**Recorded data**
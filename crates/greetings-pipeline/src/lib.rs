//! Pipeline orchestration for the greetings application.
//!
//! Sequences lint, unit tests and the gated release/deploy stages, fans the
//! build matrix out across toolchain variants and assembles the transcript.
//! All external work goes through the collaborator traits in
//! `greetings-core`.

pub mod archive;
pub mod collaborators;
pub mod matrix;
pub mod orchestrator;
pub mod stages;

#[cfg(test)]
mod testing;

pub use collaborators::Collaborators;
pub use matrix::BuildMatrix;
pub use orchestrator::{CiOptions, Gate, PipelineEvent, PipelineOrchestrator};
pub use stages::{DeployCredentials, Stages};
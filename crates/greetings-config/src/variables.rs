//! Variable interpolation for command templates.
//!
//! Supports variables like:
//! - `${project.name}`, `${project.repository}`, `${project.image}`
//! - `${variant.toolchain}` - Toolchain version of a matrix cell
//! - `${variant.arch}` - Architecture (empty when the cell has none)
//! - `${variant.platform}` - OCI platform, e.g. `linux/arm64`
//! - `${cache.key}`, `${cache.path}` - Shared build cache
//! - `${secret.name}`, `${secret.environment}`, `${secret.path}` - Vault lookup
//! - `${route.name}`, `${route.host}`, `${route.internal}`, `${route.external}`
//! - `${frontend.env}` - Frontend build environment
//! - `${env.VAR_NAME}` - Environment variable
//! - `${timestamp}`, `${date}`, `${datetime}`
//! - `${name}` - Action-specific values (`tag`, `image`, `app`, `site`, ...)
//!
//! Scripts are filled in with [`VariableContext::interpolate_shell`], which
//! quotes every value as a shell word. Templates must not wrap variables in
//! quotes of their own.

use greetings_core::secret::SecretRequest;
use greetings_core::toolchain::{BuildVariant, CacheVolume};
use regex::Regex;
use std::collections::{BTreeMap, HashMap};
use std::sync::LazyLock;

use crate::pipeline::ProjectConfig;
use crate::shell;

/// Values a command template can reference.
#[derive(Debug, Clone, Default)]
pub struct VariableContext {
    pub project: Option<ProjectConfig>,
    pub variant: Option<BuildVariant>,
    pub cache: Option<CacheVolume>,
    pub secret: Option<SecretRequest>,
    pub route: Option<RouteContext>,
    pub frontend_env: Option<String>,
    /// Host environment, as `${env.NAME}`
    pub env: HashMap<String, String>,
    /// Action-specific variables
    pub custom: HashMap<String, String>,
    /// Action-specific word lists; each item is its own shell word
    pub lists: HashMap<String, Vec<String>>,
}

/// Proxy route context for variable interpolation.
#[derive(Debug, Clone, Default)]
pub struct RouteContext {
    pub name: String,
    pub host: String,
    pub internal: u16,
    pub external: u16,
}

// `${name}` or `${scope.name}`
static VAR_REGEX: LazyLock<Regex> = LazyLock::new(|| {
    Regex::new(r"\$\{([a-zA-Z_][a-zA-Z0-9_]*(?:\.[a-zA-Z_][a-zA-Z0-9_]*)?)\}").unwrap()
});

impl VariableContext {
    /// Create a new empty variable context.
    pub fn new() -> Self {
        Self::default()
    }

    /// Resolve a variable name to its value.
    pub fn resolve(&self, var_name: &str) -> Option<String> {
        let parts: Vec<&str> = var_name.split('.').collect();

        match parts.as_slice() {
            ["project", field] => {
                let project = self.project.as_ref()?;
                match *field {
                    "name" => Some(project.name.clone()),
                    "repository" => Some(project.repository.clone()),
                    "image" => Some(project.image.clone()),
                    "registry" => Some(project.registry.clone()),
                    _ => None,
                }
            }

            ["variant", field] => {
                let variant = self.variant.as_ref()?;
                match *field {
                    "toolchain" => Some(variant.toolchain.clone()),
                    "arch" => Some(variant.arch.map(|a| a.to_string()).unwrap_or_default()),
                    "platform" => Some(variant.arch.map(|a| a.platform()).unwrap_or_default()),
                    _ => None,
                }
            }

            ["cache", "key"] => self.cache.as_ref().map(|c| c.key.clone()),
            ["cache", "path"] => self.cache.as_ref().map(|c| c.mount_path.clone()),

            ["secret", "name"] => self.secret.as_ref().map(|s| s.name.clone()),
            ["secret", "environment"] => self.secret.as_ref().map(|s| s.environment.clone()),
            ["secret", "path"] => self.secret.as_ref().map(|s| s.path.clone()),

            ["route", "name"] => self.route.as_ref().map(|r| r.name.clone()),
            ["route", "host"] => self.route.as_ref().map(|r| r.host.clone()),
            ["route", "internal"] => self.route.as_ref().map(|r| r.internal.to_string()),
            ["route", "external"] => self.route.as_ref().map(|r| r.external.to_string()),

            ["frontend", "env"] => self.frontend_env.clone(),

            ["env", name] => self.env.get(*name).cloned(),

            ["timestamp"] => Some(chrono::Utc::now().timestamp().to_string()),
            ["date"] => Some(chrono::Utc::now().format("%Y-%m-%d").to_string()),
            ["datetime"] => Some(chrono::Utc::now().format("%Y-%m-%dT%H:%M:%SZ").to_string()),

            // Single-part names check custom variables
            [name] => self
                .custom
                .get(*name)
                .cloned()
                .or_else(|| self.lists.get(*name).map(|items| items.join(" "))),

            _ => None,
        }
    }

    /// Interpolate all variables in a string.
    /// Unknown variables are left as written.
    pub fn interpolate(&self, input: &str) -> String {
        VAR_REGEX
            .replace_all(input, |caps: &regex::Captures| {
                let var_name = &caps[1];
                self.resolve(var_name)
                    .unwrap_or_else(|| format!("${{{}}}", var_name))
            })
            .to_string()
    }

    /// Interpolate a shell script, quoting each value as one word.
    /// List variables expand to one quoted word per item.
    pub fn interpolate_shell(&self, input: &str) -> String {
        VAR_REGEX
            .replace_all(input, |caps: &regex::Captures| {
                let var_name = &caps[1];
                if let Some(items) = self.lists.get(var_name) {
                    return shell::quote_words(items);
                }
                self.resolve(var_name)
                    .map(|value| shell::quote(&value))
                    .unwrap_or_else(|| format!("${{{}}}", var_name))
            })
            .to_string()
    }

    /// Interpolate variables in a map.
    pub fn interpolate_map(&self, map: &BTreeMap<String, String>) -> BTreeMap<String, String> {
        map.iter()
            .map(|(k, v)| (k.clone(), self.interpolate(v)))
            .collect()
    }

    /// Names of variables in `input` that this context cannot resolve.
    pub fn unresolved(&self, input: &str) -> Vec<String> {
        VAR_REGEX
            .captures_iter(input)
            .map(|caps| caps[1].to_string())
            .filter(|name| self.resolve(name).is_none())
            .collect()
    }
}

/// Assembles a [`VariableContext`] for one planned job.
pub struct VariableContextBuilder {
    ctx: VariableContext,
}

impl VariableContextBuilder {
    pub fn new() -> Self {
        Self {
            ctx: VariableContext::new(),
        }
    }

    pub fn with_project(mut self, project: &ProjectConfig) -> Self {
        self.ctx.project = Some(project.clone());
        self
    }

    pub fn with_variant(mut self, variant: &BuildVariant) -> Self {
        self.ctx.variant = Some(variant.clone());
        self
    }

    pub fn with_cache(mut self, cache: &CacheVolume) -> Self {
        self.ctx.cache = Some(cache.clone());
        self
    }

    pub fn with_secret(mut self, request: &SecretRequest) -> Self {
        self.ctx.secret = Some(request.clone());
        self
    }

    pub fn with_route(
        mut self,
        name: impl Into<String>,
        host: impl Into<String>,
        internal: u16,
        external: u16,
    ) -> Self {
        self.ctx.route = Some(RouteContext {
            name: name.into(),
            host: host.into(),
            internal,
            external,
        });
        self
    }

    pub fn with_frontend_env(mut self, env: impl Into<String>) -> Self {
        self.ctx.frontend_env = Some(env.into());
        self
    }

    /// Expose the host process environment as `${env.*}`.
    pub fn with_process_env(mut self) -> Self {
        self.ctx.env.extend(std::env::vars());
        self
    }

    pub fn with_env(mut self, key: impl Into<String>, value: impl Into<String>) -> Self {
        self.ctx.env.insert(key.into(), value.into());
        self
    }

    pub fn with_custom(mut self, key: impl Into<String>, value: impl Into<String>) -> Self {
        self.ctx.custom.insert(key.into(), value.into());
        self
    }

    pub fn with_list<S: Into<String>>(
        mut self,
        key: impl Into<String>,
        items: impl IntoIterator<Item = S>,
    ) -> Self {
        self.ctx
            .lists
            .insert(key.into(), items.into_iter().map(Into::into).collect());
        self
    }

    pub fn build(self) -> VariableContext {
        self.ctx
    }
}

impl Default for VariableContextBuilder {
    fn default() -> Self {
        Self::new()
    }
}
//! Pipeline configuration parsing.
//!
//! Every field has a default, so an empty document (or no file at all)
//! yields the stock greetings pipeline. A `greetings.kdl` only needs the
//! nodes it wants to override:
//!
//! ```kdl
//! project "greetings-api" {
//!     repository "github.com/kpenfound/greetings-api"
//!     image "kylepenfound/greetings-api:latest"
//! }
//!
//! matrix {
//!     toolchain "1.18" "1.19"
//!     cache "gomods"
//! }
//!
//! vault environment="dev" path="/"
//! ```

use crate::commands::{CommandSet, parse_commands};
use crate::{ConfigError, ConfigResult};
use greetings_core::Arch;
use greetings_core::secret::SecretRequest;
use greetings_core::service::PortMapping;
use greetings_core::toolchain::{BuildVariant, CacheVolume, expand_variants};
use kdl::{KdlDocument, KdlNode};
use serde::{Deserialize, Serialize};
use std::collections::HashSet;
use std::path::Path;

/// Default configuration file name.
pub const CONFIG_FILE: &str = "greetings.kdl";

/// Complete pipeline configuration.
#[derive(Debug, Clone, Default, Serialize, Deserialize)]
pub struct PipelineConfig {
    pub project: ProjectConfig,
    pub matrix: MatrixConfig,
    pub vault: VaultConfig,
    pub secrets: SecretNames,
    pub deploy: DeployConfig,
    pub serve: ServeConfig,
    pub commands: CommandSet,
}

#[derive(Debug, Clone, Serialize, Deserialize)]
pub struct ProjectConfig {
    pub name: String,
    /// Repository reference without scheme, e.g. `github.com/kpenfound/greetings-api`.
    pub repository: String,
    /// Multi-platform image reference published on deploy.
    pub image: String,
    pub registry: String,
}

impl ProjectConfig {
    /// URL used to clone the repository.
    pub fn clone_url(&self) -> String {
        if self.repository.contains("://") {
            self.repository.clone()
        } else {
            format!("https://{}", self.repository)
        }
    }
}

impl Default for ProjectConfig {
    fn default() -> Self {
        Self {
            name: "greetings-api".to_string(),
            repository: "github.com/kpenfound/greetings-api".to_string(),
            image: "kylepenfound/greetings-api:latest".to_string(),
            registry: "index.docker.io".to_string(),
        }
    }
}

#[derive(Debug, Clone, Serialize, Deserialize)]
pub struct MatrixConfig {
    pub toolchains: Vec<String>,
    /// Empty means one default-architecture build per toolchain.
    pub archs: Vec<Arch>,
    pub cache: String,
    pub cache_path: String,
    pub artifact: String,
}

impl MatrixConfig {
    pub fn variants(&self) -> Vec<BuildVariant> {
        expand_variants(&self.toolchains, &self.archs)
    }

    pub fn cache_volume(&self) -> CacheVolume {
        CacheVolume::new(self.cache.clone(), self.cache_path.clone())
    }
}

impl Default for MatrixConfig {
    fn default() -> Self {
        Self {
            toolchains: vec!["1.18".to_string(), "1.19".to_string()],
            archs: vec![],
            cache: "gomods".to_string(),
            cache_path: "/cache".to_string(),
            artifact: "greetings-api".to_string(),
        }
    }
}

/// Where secrets live in the vault.
#[derive(Debug, Clone, Serialize, Deserialize)]
pub struct VaultConfig {
    pub environment: String,
    pub path: String,
}

impl VaultConfig {
    /// Vault coordinates for the secret called `name`.
    pub fn request(&self, name: &str) -> SecretRequest {
        SecretRequest::new(name, self.environment.clone(), self.path.clone())
    }
}

impl Default for VaultConfig {
    fn default() -> Self {
        Self {
            environment: "dev".to_string(),
            path: "/".to_string(),
        }
    }
}
//! Gzip-compressed tar archives of source tree directories.

use flate2::Compression;
use flate2::write::GzEncoder;
use greetings_core::tree::normalize;
use greetings_core::{Error, Result, SourceTree};

/// Replace the directory `dir` of `tree` with a `.tar.gz` archive of it.
///
/// Archive entries keep the `dir/` prefix, so unpacking recreates the
/// directory. The returned tree holds the archive at `archive_name` and no
/// longer contains `dir/`.
pub fn pack_directory(tree: &SourceTree, dir: &str, archive_name: &str) -> Result<SourceTree> {
    let dir = normalize(dir);
    if !tree.has_directory(&dir) {
        return Err(Error::NotFound(format!("directory '{}/' to archive", dir)));
    }

    let archive = tar_gz(&tree.directory(&dir), &dir)?;
    Ok(tree.without_directory(&dir).with_file(archive_name, archive))
}

fn tar_gz(tree: &SourceTree, prefix: &str) -> Result<Vec<u8>> {
    let encoder = GzEncoder::new(Vec::new(), Compression::default());
    let mut builder = tar::Builder::new(encoder);

    for (path, contents) in tree.entries() {
        let mut header = tar::Header::new_gnu();
        header.set_size(contents.len() as u64);
        header.set_mode(0o644);
        // Fixed mtime keeps archives reproducible
        header.set_mtime(0);
        builder
            .append_data(&mut header, format!("{}/{}", prefix, path), &contents[..])
            .map_err(|e| Error::Archive(format!("failed to add {}: {}", path, e)))?;
    }

    let encoder = builder
        .into_inner()
        .map_err(|e| Error::Archive(e.to_string()))?;
    encoder.finish().map_err(|e| Error::Archive(e.to_string()))
}

#[cfg(test)]
pub(crate) fn unpack(bytes: &[u8]) -> Vec<(String, Vec<u8>)> {
    use std::io::Read;

    let mut archive = tar::Archive::new(flate2::read::GzDecoder::new(bytes));
    let mut files = Vec::new();
    for entry in archive.entries().unwrap() {
        let mut entry = entry.unwrap();
        let path = entry.path().unwrap().to_string_lossy().to_string();
        let mut contents = Vec::new();
        entry.read_to_end(&mut contents).unwrap();
        files.push((path, contents));
    }
    files
}
//! Host filesystem access: loading source trees and cloning commits.

use async_trait::async_trait;
use bytes::Bytes;
use greetings_core::source::SourceProvider;
use greetings_core::{Error, Origin, Result, SourceTree};
use std::collections::BTreeMap;
use std::path::{Path, PathBuf};
use std::process::Stdio;
use tokio::process::Command;
use tracing::{info, warn};

/// Directories never loaded into a source tree.
const IGNORED_DIRS: &[&str] = &[".git", "target", "node_modules"];

/// Loads local directories and clones remote commits with `git`.
#[derive(Debug, Clone, Default)]
pub struct HostWorkspace;

impl HostWorkspace {
    pub fn new() -> Self {
        Self
    }

    async fn git(dir: &Path, args: &[&str]) -> Result<()> {
        let output = Command::new("git")
            .current_dir(dir)
            .args(args)
            .stdout(Stdio::piped())
            .stderr(Stdio::piped())
            .output()
            .await
            .map_err(|e| Error::collaborator("git", e.to_string()))?;

        if !output.status.success() {
            let stderr = String::from_utf8_lossy(&output.stderr);
            warn!(args = ?args, "git command failed");
            return Err(Error::collaborator("git", stderr.trim().to_string()));
        }
        Ok(())
    }
}

#[async_trait]
impl SourceProvider for HostWorkspace {
    async fn local(&self, path: &Path) -> Result<SourceTree> {
        let path = tokio::fs::canonicalize(path)
            .await
            .map_err(|e| Error::NotFound(format!("{}: {}", path.display(), e)))?;
        info!(path = %path.display(), "Loading workspace");
        let tree = load_tree(path.clone()).await?;
        Ok(SourceTree::from_entries(
            Origin::Local { path },
            tree.entries().map(|(p, c)| (p.to_string(), c.clone())),
        ))
    }

    async fn clone_at(&self, url: &str, commit: &str) -> Result<SourceTree> {
        let dir = tempfile::Builder::new()
            .prefix("greetings-clone-")
            .tempdir()
            .map_err(|e| Error::Internal(e.to_string()))?;

        info!(url = %url, commit, path = %dir.path().display(), "Cloning repository");
        Self::git(dir.path(), &["init", "--quiet"]).await?;
        Self::git(dir.path(), &["fetch", "--quiet", "--depth", "1", url, commit]).await?;
        Self::git(dir.path(), &["checkout", "--quiet", "FETCH_HEAD"]).await?;

        let tree = load_tree(dir.path().to_path_buf()).await?;
        info!(files = tree.len(), "Repository cloned");
        Ok(SourceTree::from_entries(
            Origin::Remote {
                url: url.to_string(),
                commit: commit.to_string(),
            },
            tree.entries().map(|(p, c)| (p.to_string(), c.clone())),
        ))
    }
}

/// Read every file under `root` into a tree.
pub async fn load_tree(root: PathBuf) -> Result<SourceTree> {
    tokio::task::spawn_blocking(move || {
        let mut entries = BTreeMap::new();
        read_dir_into(&root, &root, &mut entries)?;
        Ok(SourceTree::from_entries(Origin::Scratch, entries))
    })
    .await
    .map_err(|e| Error::Internal(e.to_string()))?
}

/// Write every file of `tree` below `root`.
pub async fn write_tree(tree: SourceTree, root: PathBuf) -> Result<()> {
    tokio::task::spawn_blocking(move || {
        for (path, contents) in tree.entries() {
            let target = root.join(path);
            if let Some(parent) = target.parent() {
                std::fs::create_dir_all(parent).map_err(|e| io_error(parent, e))?;
            }
            std::fs::write(&target, contents).map_err(|e| io_error(&target, e))?;
        }
        Ok(())
    })
    .await
    .map_err(|e| Error::Internal(e.to_string()))?
}

fn read_dir_into(root: &Path, dir: &Path, entries: &mut BTreeMap<String, Bytes>) -> Result<()> {
    let listing = std::fs::read_dir(dir).map_err(|e| io_error(dir, e))?;
    for entry in listing {
        let entry = entry.map_err(|e| io_error(dir, e))?;
        let path = entry.path();
        let file_type = entry.file_type().map_err(|e| io_error(&path, e))?;

        if file_type.is_dir() {
            let name = entry.file_name();
            if IGNORED_DIRS.iter().any(|d| name == *d) {
                continue;
            }
            read_dir_into(root, &path, entries)?;
        } else if file_type.is_file() {
            let relative = path
                .strip_prefix(root)
                .map_err(|e| Error::Internal(e.to_string()))?;
            let key = relative
                .components()
                .map(|c| c.as_os_str().to_string_lossy())
                .collect::<Vec<_>>()
                .join("/");
            let contents = std::fs::read(&path).map_err(|e| io_error(&path, e))?;
            entries.insert(key, Bytes::from(contents));
        }
    }
    Ok(())
}

fn io_error(path: &Path, e: std::io::Error) -> Error {
    Error::Internal(format!("{}: {}", path.display(), e))
}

**EXERCISE DETAILS**
Go line by line through the data, copying each one that contains the word "lists".

**EXERCISE ANSWER**
    /// Action-specific word lists; each item is its own shell word
    pub lists: HashMap<String, Vec<String>>,
                .or_else(|| self.lists.get(*name).map(|items| items.join(" "))),
                if let Some(items) = self.lists.get(var_name) {
            .lists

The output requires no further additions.